__Working data__
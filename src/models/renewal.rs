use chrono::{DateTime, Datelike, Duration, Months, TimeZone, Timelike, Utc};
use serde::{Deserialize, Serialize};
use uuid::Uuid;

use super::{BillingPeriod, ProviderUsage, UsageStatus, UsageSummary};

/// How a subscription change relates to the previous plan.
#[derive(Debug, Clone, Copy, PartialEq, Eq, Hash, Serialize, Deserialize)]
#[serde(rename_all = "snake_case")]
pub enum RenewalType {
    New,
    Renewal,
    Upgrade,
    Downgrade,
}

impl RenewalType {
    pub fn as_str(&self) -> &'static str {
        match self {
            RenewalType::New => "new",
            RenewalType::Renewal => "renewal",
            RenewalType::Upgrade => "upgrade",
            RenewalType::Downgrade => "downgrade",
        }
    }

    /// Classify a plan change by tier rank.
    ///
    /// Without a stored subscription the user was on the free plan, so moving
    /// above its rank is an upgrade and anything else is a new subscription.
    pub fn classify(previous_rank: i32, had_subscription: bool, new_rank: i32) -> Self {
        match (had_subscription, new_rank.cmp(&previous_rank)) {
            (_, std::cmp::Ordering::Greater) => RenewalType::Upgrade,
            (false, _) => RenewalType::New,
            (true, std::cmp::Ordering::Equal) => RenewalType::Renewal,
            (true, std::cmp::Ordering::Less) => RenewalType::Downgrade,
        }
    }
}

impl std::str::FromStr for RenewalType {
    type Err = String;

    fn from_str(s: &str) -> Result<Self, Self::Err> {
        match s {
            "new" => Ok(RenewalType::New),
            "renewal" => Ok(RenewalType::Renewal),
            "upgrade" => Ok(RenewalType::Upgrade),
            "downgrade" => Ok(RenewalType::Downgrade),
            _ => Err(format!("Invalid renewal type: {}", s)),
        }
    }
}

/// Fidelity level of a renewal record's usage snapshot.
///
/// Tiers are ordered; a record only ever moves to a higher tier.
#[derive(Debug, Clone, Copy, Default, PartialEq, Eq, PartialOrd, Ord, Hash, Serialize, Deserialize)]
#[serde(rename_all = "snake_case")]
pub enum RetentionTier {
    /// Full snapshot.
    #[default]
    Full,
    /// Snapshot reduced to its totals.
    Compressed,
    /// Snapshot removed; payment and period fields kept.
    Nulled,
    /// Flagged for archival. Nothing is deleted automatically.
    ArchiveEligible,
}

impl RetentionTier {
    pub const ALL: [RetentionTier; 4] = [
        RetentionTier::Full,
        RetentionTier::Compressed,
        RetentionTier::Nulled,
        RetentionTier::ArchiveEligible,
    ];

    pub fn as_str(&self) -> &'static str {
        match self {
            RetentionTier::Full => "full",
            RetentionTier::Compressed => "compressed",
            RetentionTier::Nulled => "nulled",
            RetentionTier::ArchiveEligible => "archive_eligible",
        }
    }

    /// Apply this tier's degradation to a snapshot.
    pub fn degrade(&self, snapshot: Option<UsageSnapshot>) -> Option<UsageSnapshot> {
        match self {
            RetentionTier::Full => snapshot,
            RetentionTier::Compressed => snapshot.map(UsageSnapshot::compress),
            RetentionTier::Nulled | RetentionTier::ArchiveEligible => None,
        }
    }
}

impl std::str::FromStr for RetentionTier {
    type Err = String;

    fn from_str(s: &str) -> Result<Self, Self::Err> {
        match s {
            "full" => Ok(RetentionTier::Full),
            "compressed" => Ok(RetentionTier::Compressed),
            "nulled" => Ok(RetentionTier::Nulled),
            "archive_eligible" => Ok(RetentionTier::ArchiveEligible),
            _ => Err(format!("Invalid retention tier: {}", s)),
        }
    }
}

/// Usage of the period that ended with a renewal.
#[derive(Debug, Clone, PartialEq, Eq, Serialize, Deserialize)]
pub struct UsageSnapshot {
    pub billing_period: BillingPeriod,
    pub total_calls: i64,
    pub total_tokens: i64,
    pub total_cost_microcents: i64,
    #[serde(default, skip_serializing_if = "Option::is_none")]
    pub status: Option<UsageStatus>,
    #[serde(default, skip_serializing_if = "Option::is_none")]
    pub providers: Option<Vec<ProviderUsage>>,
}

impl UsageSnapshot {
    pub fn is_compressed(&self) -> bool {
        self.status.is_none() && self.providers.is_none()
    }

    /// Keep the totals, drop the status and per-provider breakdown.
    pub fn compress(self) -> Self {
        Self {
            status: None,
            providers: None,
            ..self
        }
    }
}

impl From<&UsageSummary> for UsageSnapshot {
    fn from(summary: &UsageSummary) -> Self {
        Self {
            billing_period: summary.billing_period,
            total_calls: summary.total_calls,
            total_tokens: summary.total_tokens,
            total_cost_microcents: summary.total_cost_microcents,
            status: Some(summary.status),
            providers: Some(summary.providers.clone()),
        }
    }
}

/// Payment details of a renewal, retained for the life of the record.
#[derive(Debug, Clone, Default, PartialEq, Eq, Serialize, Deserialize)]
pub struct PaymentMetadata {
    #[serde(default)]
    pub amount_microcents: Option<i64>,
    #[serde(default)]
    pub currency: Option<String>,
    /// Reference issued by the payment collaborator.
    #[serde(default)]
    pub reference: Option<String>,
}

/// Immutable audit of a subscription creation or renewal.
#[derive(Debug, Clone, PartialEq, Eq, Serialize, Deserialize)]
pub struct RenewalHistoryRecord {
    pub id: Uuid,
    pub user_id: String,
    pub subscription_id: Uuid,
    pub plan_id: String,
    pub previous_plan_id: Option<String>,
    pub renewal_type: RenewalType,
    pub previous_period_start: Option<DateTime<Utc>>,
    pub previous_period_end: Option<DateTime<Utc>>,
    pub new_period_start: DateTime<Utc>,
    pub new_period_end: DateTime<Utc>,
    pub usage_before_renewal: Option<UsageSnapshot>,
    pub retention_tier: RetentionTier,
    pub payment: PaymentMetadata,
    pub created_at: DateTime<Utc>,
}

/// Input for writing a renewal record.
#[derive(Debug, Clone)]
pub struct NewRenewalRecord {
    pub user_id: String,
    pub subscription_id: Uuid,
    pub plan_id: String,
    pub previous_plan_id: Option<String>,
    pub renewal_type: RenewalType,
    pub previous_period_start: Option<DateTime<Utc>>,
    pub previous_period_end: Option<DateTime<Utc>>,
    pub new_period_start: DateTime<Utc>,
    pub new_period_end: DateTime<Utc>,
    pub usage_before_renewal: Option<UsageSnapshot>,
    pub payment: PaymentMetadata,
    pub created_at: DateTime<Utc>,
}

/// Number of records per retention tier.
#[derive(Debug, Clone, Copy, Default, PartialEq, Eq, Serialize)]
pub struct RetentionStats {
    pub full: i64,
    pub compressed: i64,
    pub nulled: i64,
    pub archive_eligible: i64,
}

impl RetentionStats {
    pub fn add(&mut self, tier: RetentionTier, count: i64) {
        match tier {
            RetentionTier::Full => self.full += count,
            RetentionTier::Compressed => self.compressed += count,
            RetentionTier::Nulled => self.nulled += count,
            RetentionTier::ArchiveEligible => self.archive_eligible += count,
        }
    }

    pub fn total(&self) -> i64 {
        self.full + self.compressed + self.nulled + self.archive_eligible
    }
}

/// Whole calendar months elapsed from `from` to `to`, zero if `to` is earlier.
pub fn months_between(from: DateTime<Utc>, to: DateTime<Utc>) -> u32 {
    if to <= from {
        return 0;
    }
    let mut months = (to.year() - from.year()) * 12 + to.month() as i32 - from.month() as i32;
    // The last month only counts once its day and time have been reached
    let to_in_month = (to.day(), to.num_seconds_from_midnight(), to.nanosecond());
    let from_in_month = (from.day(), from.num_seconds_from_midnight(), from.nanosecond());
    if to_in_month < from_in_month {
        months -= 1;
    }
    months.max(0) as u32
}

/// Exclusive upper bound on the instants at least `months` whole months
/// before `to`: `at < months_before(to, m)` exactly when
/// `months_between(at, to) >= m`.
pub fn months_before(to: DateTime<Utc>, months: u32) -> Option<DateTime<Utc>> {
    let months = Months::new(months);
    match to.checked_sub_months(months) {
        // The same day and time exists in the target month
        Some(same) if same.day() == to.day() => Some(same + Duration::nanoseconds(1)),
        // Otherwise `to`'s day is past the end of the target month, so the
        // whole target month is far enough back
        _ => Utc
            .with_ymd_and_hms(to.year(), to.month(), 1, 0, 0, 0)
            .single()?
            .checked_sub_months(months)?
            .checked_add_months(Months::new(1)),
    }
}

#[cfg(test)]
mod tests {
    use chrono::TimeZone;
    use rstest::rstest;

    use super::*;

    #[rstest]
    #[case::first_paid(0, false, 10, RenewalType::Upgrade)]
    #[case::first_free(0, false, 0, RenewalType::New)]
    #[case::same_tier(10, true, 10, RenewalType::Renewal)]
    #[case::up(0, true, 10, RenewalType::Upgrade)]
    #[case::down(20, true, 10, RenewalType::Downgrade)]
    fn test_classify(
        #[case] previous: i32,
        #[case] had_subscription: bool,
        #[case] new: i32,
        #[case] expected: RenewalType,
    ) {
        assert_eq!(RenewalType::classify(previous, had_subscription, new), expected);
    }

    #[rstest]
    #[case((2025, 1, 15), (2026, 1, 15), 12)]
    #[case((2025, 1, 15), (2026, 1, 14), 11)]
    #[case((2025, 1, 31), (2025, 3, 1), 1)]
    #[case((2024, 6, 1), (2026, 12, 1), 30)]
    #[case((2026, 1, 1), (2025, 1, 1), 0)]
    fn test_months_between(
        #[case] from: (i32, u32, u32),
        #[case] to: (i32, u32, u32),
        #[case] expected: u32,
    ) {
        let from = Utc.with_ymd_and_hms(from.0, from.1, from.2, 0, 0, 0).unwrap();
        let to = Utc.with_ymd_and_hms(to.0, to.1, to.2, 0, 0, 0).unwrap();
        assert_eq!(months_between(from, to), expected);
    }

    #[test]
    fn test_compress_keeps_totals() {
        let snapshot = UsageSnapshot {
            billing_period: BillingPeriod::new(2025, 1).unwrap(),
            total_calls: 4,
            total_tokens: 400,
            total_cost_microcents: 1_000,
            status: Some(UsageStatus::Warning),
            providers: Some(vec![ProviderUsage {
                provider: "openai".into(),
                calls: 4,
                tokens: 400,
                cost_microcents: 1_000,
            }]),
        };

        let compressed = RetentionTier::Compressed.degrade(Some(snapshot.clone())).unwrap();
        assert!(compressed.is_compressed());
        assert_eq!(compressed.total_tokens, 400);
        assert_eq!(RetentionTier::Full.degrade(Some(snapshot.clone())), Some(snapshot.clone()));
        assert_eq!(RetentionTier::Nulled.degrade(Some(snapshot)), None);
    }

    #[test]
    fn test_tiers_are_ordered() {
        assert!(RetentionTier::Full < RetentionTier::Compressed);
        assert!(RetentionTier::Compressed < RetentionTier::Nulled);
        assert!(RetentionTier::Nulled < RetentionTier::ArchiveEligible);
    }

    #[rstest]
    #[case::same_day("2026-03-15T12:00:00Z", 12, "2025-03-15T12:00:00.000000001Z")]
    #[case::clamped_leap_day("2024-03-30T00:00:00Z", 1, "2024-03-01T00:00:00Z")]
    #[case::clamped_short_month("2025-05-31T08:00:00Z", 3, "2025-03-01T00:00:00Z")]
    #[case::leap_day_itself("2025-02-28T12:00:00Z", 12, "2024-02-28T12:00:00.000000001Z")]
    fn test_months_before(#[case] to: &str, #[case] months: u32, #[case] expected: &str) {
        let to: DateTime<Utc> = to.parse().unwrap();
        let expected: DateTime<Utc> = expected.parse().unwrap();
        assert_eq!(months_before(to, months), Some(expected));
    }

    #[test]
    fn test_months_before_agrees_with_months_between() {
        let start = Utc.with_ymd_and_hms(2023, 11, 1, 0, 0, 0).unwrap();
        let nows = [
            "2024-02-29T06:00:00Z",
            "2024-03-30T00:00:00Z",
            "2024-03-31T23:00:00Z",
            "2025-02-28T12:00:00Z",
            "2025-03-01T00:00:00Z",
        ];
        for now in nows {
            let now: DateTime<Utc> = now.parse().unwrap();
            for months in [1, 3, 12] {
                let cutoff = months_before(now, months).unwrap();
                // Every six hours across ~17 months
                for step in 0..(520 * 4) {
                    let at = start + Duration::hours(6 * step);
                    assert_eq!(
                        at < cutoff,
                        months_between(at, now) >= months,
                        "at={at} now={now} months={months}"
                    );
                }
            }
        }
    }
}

__Aim of the task__
Wherever a line in the data above holds the word "impl", copy that line.

__Response to this exercise__
impl RenewalType {
impl std::str::FromStr for RenewalType {
impl RetentionTier {
impl std::str::FromStr for RetentionTier {
impl UsageSnapshot {
impl From<&UsageSummary> for UsageSnapshot {
impl RetentionStats {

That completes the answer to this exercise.